Continuing climate change will see an increase in wildfires, longer periods of drought and tropical storms that be stronger and last longer. Glaciers are already getting smaller, and ice is melting faster than previous records which impact on the habitats of plants, animals and humans across the globe.
In May 2019, sensors tracking the Earth’s atmospheric concentration of CO2 since the late 1950s detected the highest-level CO2 concentration of 415.26 ppm recorded for three million years when sea levels were several metres higher, and trees grew at the South Pole. Scientists have warned that carbon dioxide levels higher than 450ppm are likely to lock in catastrophic and irreversible changes in the climate.
Intergovernmental Panel on Climate Change
The renowned worldwide Intergovernmental Panel on Climate Change (IPCC), predicts a temperature rise of 1.4 to 5.5 Celsius (2.5 to 10F) over the next 100 years as greenhouse gases are unlikely to fall to zero due to the actions of humans.
Climate change is dangerous, though the effects will vary by region. Our world is already about one degree Celsius hotter than in the “pre-industrial” period in the mid-nineteenth century, and it is certain to become increasingly warmer into the next century.
Frost-free/growing season will be longer
The Earth has been witnessing a longer frost-free season over the last 30 years, affecting ecosystems. Plants are able to grow in new regions at the same time as becoming extinct in others. As the climate warms, the growing season could increase by a month or more by the year 2100 and are forecast to be up to eight weeks at higher elevations or on the coast.
Rainfall pattern changes
Average rainfall has changed over the last 120 years. Compared with temperature trends, changes in rainfall patterns are harder to predict, with the dangers to some areas still uncertain. What is known, is that changes in rainfall impacts on the runoff to rivers, with a one per cent change in rainfall having a two to three per cent change in the runoff. In addition, as the warmer climate intensify tropical cyclones over most continents. A heavy rainfall event that currently occurs only once in 20 years is expected to occur at least twice as often by the end of the 21st century.
More droughts and heat waves
lthough there is wide regional variability, a warmer future will probably lead to more intense and frequent rainfall interspersed with longer periods of abnormally hot weather. Meanwhile, cold waves will become less intense across the entire planet, a trend that has been accelerating since 1970. Higher summer temperatures will reduce soil moisture which intensifies heat waves. Drier weather means that some forests are no longer recovering from wildfires and animals are finding it increasingly difficult to find a hospitable wildlife habitat.
Hurricanes will be more intense
The world has witnessed some of the most intense hurricanes in the last couple of decades, with more frequent Category 4 and 5 hurricanes. While wind speeds are unchanged, increased rainfall of between five and ten per cent has been recorded. Storms are expected to intensify as the amount of water vapour in the atmosphere rises. An increase in rainfall will likely breach stormwater systems in urban areas, as already witnessed with Hurricane Katrina in the US in 2005.
Sea level will rise
The global sea level is now 200mm higher than in 1880 when reliable record-keeping began. Scientists forecast a rise of another three millimetres annually, adding another 1220mm by 2100. The increased water will come from melting land ice and the expansion of warmer seawater.

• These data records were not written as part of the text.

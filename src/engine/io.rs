//! WAV export for rendered soundscapes
//!
//! The engine produces a finished mono buffer; this module is the
//! collaborator that writes it to disk. Primary format is WAV with
//! 16/24-bit integer or 32-bit float samples.

use std::path::Path;

use hound::{SampleFormat, WavSpec, WavWriter};

use crate::engine::buffer::AudioBuffer;
use crate::error::{PelagosError, Result};

/// Export format configuration
#[derive(Debug, Clone, Copy)]
pub struct ExportFormat {
    /// Bit depth: 16, 24, or 32 (default: 24)
    pub bit_depth: u16,
}

impl Default for ExportFormat {
    fn default() -> Self {
        ExportFormat { bit_depth: 24 }
    }
}

impl ExportFormat {
    /// Create a new export format with the given bit depth
    pub fn new(bit_depth: u16) -> Self {
        ExportFormat { bit_depth }
    }

    /// CD quality (16-bit)
    pub fn cd_quality() -> Self {
        ExportFormat { bit_depth: 16 }
    }

    /// Maximum quality (32-bit float)
    pub fn max_quality() -> Self {
        ExportFormat { bit_depth: 32 }
    }
}

/// Export a rendered buffer as a mono WAV file.
///
/// The buffer's own sample rate is written; no resampling happens here.
pub fn export_wav(buffer: &AudioBuffer, path: &Path, format: ExportFormat) -> Result<()> {
    let spec = WavSpec {
        channels: 1,
        sample_rate: buffer.sample_rate(),
        bits_per_sample: format.bit_depth,
        sample_format: if format.bit_depth == 32 {
            SampleFormat::Float
        } else {
            SampleFormat::Int
        },
    };

    let mut writer = WavWriter::create(path, spec)?;

    match format.bit_depth {
        16 => {
            for &sample in buffer.samples() {
                let scaled = (sample * 32767.0).clamp(-32768.0, 32767.0) as i16;
                writer.write_sample(scaled)?;
            }
        }
        24 => {
            for &sample in buffer.samples() {
                // 24-bit stored as i32 in hound
                let scaled = (sample * 8388607.0).clamp(-8388608.0, 8388607.0) as i32;
                writer.write_sample(scaled)?;
            }
        }
        32 => {
            for &sample in buffer.samples() {
                writer.write_sample(sample)?;
            }
        }
        other => {
            return Err(PelagosError::Export {
                reason: format!("{}-bit audio (only 16, 24, 32 supported)", other),
            });
        }
    }

    writer.finalize()?;
    Ok(())
}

The number of storm surges and high tides are also expected to rise, which increases the danger of flooding in island nations and coastal regions. As the oceans take a long time to respond to warmer conditions, the sea level is predicted to continue rising into the next century at rates similar to those being seen now, or possibly higher. Add in land subsidence due to underground water supplies being drained away to meet water needs, and the impact of rising sea levels are already catastrophic in some parts of the world, with discussions about how to protect coastal communities from rising sea levels, including how to decide which to save first.
The Arctic will probably become ice-free
During the summer months, the Arctic Ocean is expected to become ice-free at some point within the next thirty years. The addition of water to the ocean from loss of ice from glaciers will cause the sea level to rise. Since 1990, there have been further contributions to rising sea levels from surface melting of the Greenland ice sheet, with more ice melting into the ocean from the Antarctic ice sheets.
Climate change is also having economic and socio-political effects and has been a central concern of policymakers, individuals and communities. Understanding the dangers of climate change has to be matched with a coping response and plans for recovery after any disruptive event. Food security is already being impacted in a number of African countries, with poorer countries less well equipped to manage rapid change and likely to suffer the most. In addition, researchers are studying the correlation between climate change and an increased likelihood of military conflict. The World Health Organisation has warned that the health of millions could be threatened by increases in malaria, water-borne disease and malnutrition.